Analysis of the biological properties and use of comparative genomic hybridization to locate chromosomal aberrations in the human testicular seminoma cell line JKT-1 and its highly metastatic cell line JKT-HM.

OBJECTIVE

To examine the biological properties, and utility of comparative genomic hybridization (CGH) to locate chromosomal aberrations, in a new human testicular seminoma cell line, JKT-1, and a highly metastatic cell line, JKT-HM, developed as an animal model of spontaneous metastasis.

MATERIALS AND METHODS

JKT-HM was isolated by transplanting cells of JKT-1 into the dorsal skin of nude mice, using methods developed previously. The biological properties of JKT-1 and JKT-HM cells were examined using assays of cell proliferation and in vitro tumour cell invasion, and the DNA index (by flow cytometry).

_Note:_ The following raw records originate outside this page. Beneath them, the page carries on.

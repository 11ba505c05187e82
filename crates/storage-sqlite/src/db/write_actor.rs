use super::{DbConnection, DbPool};
use crate::errors::StorageError;
use diesel::SqliteConnection;
use log::{error, warn};
use std::any::Any;
use tokio::sync::{mpsc, oneshot};
use vnmarket_core::errors::{DatabaseError, Error, Result};

// A write job runs on the actor's connection and returns a core Result.
type Job<T> = Box<dyn FnOnce(&mut SqliteConnection) -> Result<T> + Send + 'static>;
type AnyBox = Box<dyn Any + Send + 'static>;
type Envelope = (Job<AnyBox>, oneshot::Sender<Result<AnyBox>>);

const QUEUE_DEPTH: usize = 1024;

/// Handle for sending jobs to the writer actor.
///
/// Every write to the store goes through one connection, one immediate
/// transaction per job, so writes to a key are atomic and never interleave.
#[derive(Clone)]
pub struct WriteHandle {
    tx: mpsc::Sender<Envelope>,
}

impl WriteHandle {
    /// Run `job` inside an immediate transaction on the writer connection.
    ///
    /// Returns `StoreUnavailable` if the actor has stopped.
    pub async fn exec<F, T>(&self, job: F) -> Result<T>
    where
        F: FnOnce(&mut SqliteConnection) -> Result<T> + Send + 'static,
        T: Send + 'static + Any,
    {
        let (ret_tx, ret_rx) = oneshot::channel();

        self.tx
            .send((
                Box::new(move |c| job(c).map(|v| Box::new(v) as AnyBox)),
                ret_tx,
            ))
            .await
            .map_err(|_| StorageError::WriterUnavailable("job channel closed".to_string()))?;

        let boxed = ret_rx.await.map_err(|_| {
            StorageError::WriterUnavailable("writer dropped the reply".to_string())
        })??;

        boxed.downcast::<T>().map(|v| *v).map_err(|_| {
            Error::Database(DatabaseError::Internal(
                "Unexpected writer actor result type".to_string(),
            ))
        })
    }
}

/// Spawn the single writer task and return its handle.
///
/// The actor holds one pooled connection while it is healthy. If the pool
/// cannot hand one out, the pending job fails with `StoreUnavailable` and the
/// next job tries again.
pub fn spawn_writer(pool: DbPool) -> WriteHandle {
    let (tx, mut rx) = mpsc::channel::<Envelope>(QUEUE_DEPTH);

    tokio::spawn(async move {
        let mut conn: Option<DbConnection> = None;

        while let Some((job, reply_tx)) = rx.recv().await {
            if conn.is_none() {
                match pool.get() {
                    Ok(c) => conn = Some(c),
                    Err(e) => {
                        error!("Writer actor could not get a connection: {}", e);
                        let _ = reply_tx.send(Err(StorageError::from(e).into()));
                        continue;
                    }
                }
            }
            let Some(c) = conn.as_mut() else {
                continue;
            };

            let result: Result<AnyBox> = c
                .immediate_transaction::<_, StorageError, _>(|c| job(c).map_err(StorageError::from))
                .map_err(Error::from);

            if let Err(Error::StoreUnavailable(reason)) = &result {
                warn!("Dropping writer connection after failure: {}", reason);
                conn = None;
            }

            // The caller may have gone away; nothing to do then.
            let _ = reply_tx.send(result);
        }
    });

    WriteHandle { tx }
}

CGH was used to analyse chromosomal aberrations and to detect chromosomal regions causing metastasis in the testicular seminoma cell lines.

RESULTS

The JKT-1 and JKT-HM cells showed no difference in morphology or cell proliferation. After transplanting JKT-HM into mice, the cells metastasized to the lung and lymph nodes in all five mice by 50 days. The in vitro tumour cell invasion and animal assays suggested potential invasion and metastasis of JKT-HM. The DNA index was 1.48 for JKT-1 and 1.50 for JKT-HM. CGH analysis revealed various chromosomal aberrations undetected by examining their karyotypes, e.g. loss of 18p, Yq and gain of Xq, and the technique has potential to detect genetic aberrations related to metastasis in this model.

CONCLUSIONS

The two cell lines JKT-1 and JKT-HM, and the metastatic animal model used, were useful in studying human testicular seminoma and the metastatic behaviour of cancer. In addition, CGH was useful for analysing the chromosomes of two different cell lines derived from the same parent line.